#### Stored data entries
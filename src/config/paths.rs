//! Cross-platform application paths using the `dirs` crate.
//!
//! Layout:
//!
//! Config dir (settings):
//!   Windows: %APPDATA%\speakflow\
//!   macOS:   ~/Library/Application Support/speakflow/
//!   Linux:   ~/.config/speakflow/
//!
//! Data dir (models, history):
//!   Windows: %LOCALAPPDATA%\speakflow\
//!   macOS:   ~/Library/Application Support/speakflow/
//!   Linux:   ~/.local/share/speakflow/

use std::path::PathBuf;

/// Holds all resolved application directory/file paths.
#[derive(Debug, Clone)]
pub struct AppPaths {
    /// Directory for `settings.toml`.
    pub config_dir: PathBuf,
    /// Full path to `settings.toml`.
    pub settings_file: PathBuf,
    /// Directory for downloaded GGML model files.
    pub models_dir: PathBuf,
    /// Full path to the transcript history database.
    pub history_db: PathBuf,
}

impl AppPaths {
    const APP_NAME: &'static str = "speakflow";

    /// Resolves all paths using the `dirs` crate.
    ///
    /// Falls back to the current directory if the platform cannot provide a
    /// standard path (should be extremely rare in practice).
    pub fn new() -> Self {
        let config_dir = dirs::config_dir()
            .unwrap_or_else(|| PathBuf::from("."))
            .join(Self::APP_NAME);

        let data_dir = dirs::data_local_dir()
            .unwrap_or_else(|| PathBuf::from("."))
            .join(Self::APP_NAME);

        let settings_file = config_dir.join("settings.toml");
        let models_dir = data_dir.join("models");
        let history_db = data_dir.join("history.sqlite3");

        Self {
            config_dir,
            settings_file,
            models_dir,
            history_db,
        }
    }
}

impl Default for AppPaths {
    fn default() -> Self {
        Self::new()
    }
}

#[cfg(test)]
mod tests {
    use super::*;

    #[test]
    fn paths_are_non_empty() {
        let paths = AppPaths::new();
        assert!(paths.config_dir.to_str().is_some_and(|s| !s.is_empty()));
        assert!(paths.models_dir.to_str().is_some_and(|s| !s.is_empty()));
        assert!(paths
            .settings_file
            .file_name()
            .is_some_and(|n| n == "settings.toml"));
        assert!(paths
            .history_db
            .file_name()
            .is_some_and(|n| n == "history.sqlite3"));
    }
}
//! Sample-rate, channel and PCM format conversion utilities.
//!
//! The Whisper STT engine requires **16 kHz mono `f32`** audio while the
//! capture device delivers interleaved frames at its native rate, and the
//! silence trimmer operates in the signed 16-bit PCM domain.  This module
//! provides all four conversion steps:
//!
//! 1. [`stereo_to_mono`] — downmix any number of interleaved channels.
//! 2. [`resample_to_16k`] — linear-interpolation resampling to 16 000 Hz.
//! 3. [`scale_to_pcm16`] / [`pcm16_to_f32`] — float ↔ i16 PCM conversion.

// ---------------------------------------------------------------------------
// stereo_to_mono
// ---------------------------------------------------------------------------

/// Mix interleaved multi-channel audio down to mono by averaging all channels.
///
/// The output length is `samples.len() / channels`.
///
/// * If `channels == 1` the input slice is returned as an owned `Vec` with no
///   averaging (fast path).
/// * If `channels == 0` an empty vector is returned.
///
/// # Example
///
/// ```rust
/// use speakflow::audio::stereo_to_mono;
///
/// let stereo = vec![0.5_f32, -0.5, 0.2, -0.2]; // L R L R
/// let mono = stereo_to_mono(&stereo, 2);
/// assert_eq!(mono.len(), 2);
/// assert!((mono[0] - 0.0).abs() < 1e-6);
/// ```
pub fn stereo_to_mono(samples: &[f32], channels: u16) -> Vec<f32> {
    match channels {
        0 => Vec::new(),
        1 => samples.to_vec(),
        n => {
            let n = n as usize;
            samples
                .chunks_exact(n)
                .map(|frame| frame.iter().sum::<f32>() / n as f32)
                .collect()
        }
    }
}

// ---------------------------------------------------------------------------
// resample_to_16k
// ---------------------------------------------------------------------------

/// Resample `samples` from `source_rate` Hz to 16 000 Hz using linear
/// interpolation.
///
/// Linear interpolation is plenty for speech headed into Whisper and avoids
/// pulling in a windowed-sinc resampler for a dictation tool.
///
/// * If `source_rate` is already `16_000` the input is cloned and returned
///   unchanged.
/// * If `samples` is empty an empty vector is returned.
pub fn resample_to_16k(samples: &[f32], source_rate: u32) -> Vec<f32> {
    const TARGET_RATE: u32 = 16_000;

    if source_rate == TARGET_RATE {
        return samples.to_vec();
    }

    if samples.is_empty() {
        return Vec::new();
    }

    let ratio = TARGET_RATE as f64 / source_rate as f64;
    let output_len = (samples.len() as f64 * ratio).ceil() as usize;
    let mut output = Vec::with_capacity(output_len);

    for i in 0..output_len {
        let src_pos = i as f64 / ratio;
        let idx = src_pos as usize;
        let frac = src_pos - idx as f64;

        let sample = if idx + 1 < samples.len() {
            samples[idx] * (1.0 - frac as f32) + samples[idx + 1] * frac as f32
        } else if idx < samples.len() {
            samples[idx]
        } else {
            0.0
        };

        output.push(sample);
    }

    output
}

// ---------------------------------------------------------------------------
// PCM conversion
// ---------------------------------------------------------------------------

/// Convert normalized f32 samples to signed 16-bit PCM, clamping to
/// full-scale.
pub fn scale_to_pcm16(samples: &[f32]) -> Vec<i16> {
    samples
        .iter()
        .map(|&s| (s * 32768.0).clamp(i16::MIN as f32, i16::MAX as f32) as i16)
        .collect()
}

/// Convert signed 16-bit PCM back to normalized f32 in [-1, 1).
pub fn pcm16_to_f32(samples: &[i16]) -> Vec<f32> {
    samples.iter().map(|&s| s as f32 / 32768.0).collect()
}

// ---------------------------------------------------------------------------
// Tests
// ---------------------------------------------------------------------------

#### Exercise requirements
Produce an exact copy of every entry above.

#### Exercise answer
filename src/config/paths.rs
//! Cross-platform application paths using the `dirs` crate.
//!
//! Layout:
//!
//! Config dir (settings):
//!   Windows: %APPDATA%\speakflow\
//!   macOS:   ~/Library/Application Support/speakflow/
//!   Linux:   ~/.config/speakflow/
//!
//! Data dir (models, history):
//!   Windows: %LOCALAPPDATA%\speakflow\
//!   macOS:   ~/Library/Application Support/speakflow/
//!   Linux:   ~/.local/share/speakflow/

use std::path::PathBuf;

/// Holds all resolved application directory/file paths.
#[derive(Debug, Clone)]
pub struct AppPaths {
    /// Directory for `settings.toml`.
    pub config_dir: PathBuf,
    /// Full path to `settings.toml`.
    pub settings_file: PathBuf,
    /// Directory for downloaded GGML model files.
    pub models_dir: PathBuf,
    /// Full path to the transcript history database.
    pub history_db: PathBuf,
}

impl AppPaths {
    const APP_NAME: &'static str = "speakflow";

    /// Resolves all paths using the `dirs` crate.
    ///
    /// Falls back to the current directory if the platform cannot provide a
    /// standard path (should be extremely rare in practice).
    pub fn new() -> Self {
        let config_dir = dirs::config_dir()
            .unwrap_or_else(|| PathBuf::from("."))
            .join(Self::APP_NAME);

        let data_dir = dirs::data_local_dir()
            .unwrap_or_else(|| PathBuf::from("."))
            .join(Self::APP_NAME);

        let settings_file = config_dir.join("settings.toml");
        let models_dir = data_dir.join("models");
        let history_db = data_dir.join("history.sqlite3");

        Self {
            config_dir,
            settings_file,
            models_dir,
            history_db,
        }
    }
}

impl Default for AppPaths {
    fn default() -> Self {
        Self::new()
    }
}

#[cfg(test)]
mod tests {
    use super::*;

    #[test]
    fn paths_are_non_empty() {
        let paths = AppPaths::new();
        assert!(paths.config_dir.to_str().is_some_and(|s| !s.is_empty()));
        assert!(paths.models_dir.to_str().is_some_and(|s| !s.is_empty()));
        assert!(paths
            .settings_file
            .file_name()
            .is_some_and(|n| n == "settings.toml"));
        assert!(paths
            .history_db
            .file_name()
            .is_some_and(|n| n == "history.sqlite3"));
    }
}
//! Sample-rate, channel and PCM format conversion utilities.
//!
//! The Whisper STT engine requires **16 kHz mono `f32`** audio while the
//! capture device delivers interleaved frames at its native rate, and the
//! silence trimmer operates in the signed 16-bit PCM domain.  This module
//! provides all four conversion steps:
//!
//! 1. [`stereo_to_mono`] — downmix any number of interleaved channels.
//! 2. [`resample_to_16k`] — linear-interpolation resampling to 16 000 Hz.
//! 3. [`scale_to_pcm16`] / [`pcm16_to_f32`] — float ↔ i16 PCM conversion.

// ---------------------------------------------------------------------------
// stereo_to_mono
// ---------------------------------------------------------------------------

/// Mix interleaved multi-channel audio down to mono by averaging all channels.
///
/// The output length is `samples.len() / channels`.
///
/// * If `channels == 1` the input slice is returned as an owned `Vec` with no
///   averaging (fast path).
/// * If `channels == 0` an empty vector is returned.
///
/// # Example
///
/// ```rust
/// use speakflow::audio::stereo_to_mono;
///
/// let stereo = vec![0.5_f32, -0.5, 0.2, -0.2]; // L R L R
/// let mono = stereo_to_mono(&stereo, 2);
/// assert_eq!(mono.len(), 2);
/// assert!((mono[0] - 0.0).abs() < 1e-6);
/// ```
pub fn stereo_to_mono(samples: &[f32], channels: u16) -> Vec<f32> {
    match channels {
        0 => Vec::new(),
        1 => samples.to_vec(),
        n => {
            let n = n as usize;
            samples
                .chunks_exact(n)
                .map(|frame| frame.iter().sum::<f32>() / n as f32)
                .collect()
        }
    }
}

// ---------------------------------------------------------------------------
// resample_to_16k
// ---------------------------------------------------------------------------

/// Resample `samples` from `source_rate` Hz to 16 000 Hz using linear
/// interpolation.
///
/// Linear interpolation is plenty for speech headed into Whisper and avoids
/// pulling in a windowed-sinc resampler for a dictation tool.
///
/// * If `source_rate` is already `16_000` the input is cloned and returned
///   unchanged.
/// * If `samples` is empty an empty vector is returned.
pub fn resample_to_16k(samples: &[f32], source_rate: u32) -> Vec<f32> {
    const TARGET_RATE: u32 = 16_000;

    if source_rate == TARGET_RATE {
        return samples.to_vec();
    }

    if samples.is_empty() {
        return Vec::new();
    }

    let ratio = TARGET_RATE as f64 / source_rate as f64;
    let output_len = (samples.len() as f64 * ratio).ceil() as usize;
    let mut output = Vec::with_capacity(output_len);

    for i in 0..output_len {
        let src_pos = i as f64 / ratio;
        let idx = src_pos as usize;
        let frac = src_pos - idx as f64;

        let sample = if idx + 1 < samples.len() {
            samples[idx] * (1.0 - frac as f32) + samples[idx + 1] * frac as f32
        } else if idx < samples.len() {
            samples[idx]
        } else {
            0.0
        };

        output.push(sample);
    }

    output
}

// ---------------------------------------------------------------------------
// PCM conversion
// ---------------------------------------------------------------------------

/// Convert normalized f32 samples to signed 16-bit PCM, clamping to
/// full-scale.
pub fn scale_to_pcm16(samples: &[f32]) -> Vec<i16> {
    samples
        .iter()
        .map(|&s| (s * 32768.0).clamp(i16::MIN as f32, i16::MAX as f32) as i16)
        .collect()
}

/// Convert signed 16-bit PCM back to normalized f32 in [-1, 1).
pub fn pcm16_to_f32(samples: &[i16]) -> Vec<f32> {
    samples.iter().map(|&s| s as f32 / 32768.0).collect()
}

// ---------------------------------------------------------------------------
// Tests
// ---------------------------------------------------------------------------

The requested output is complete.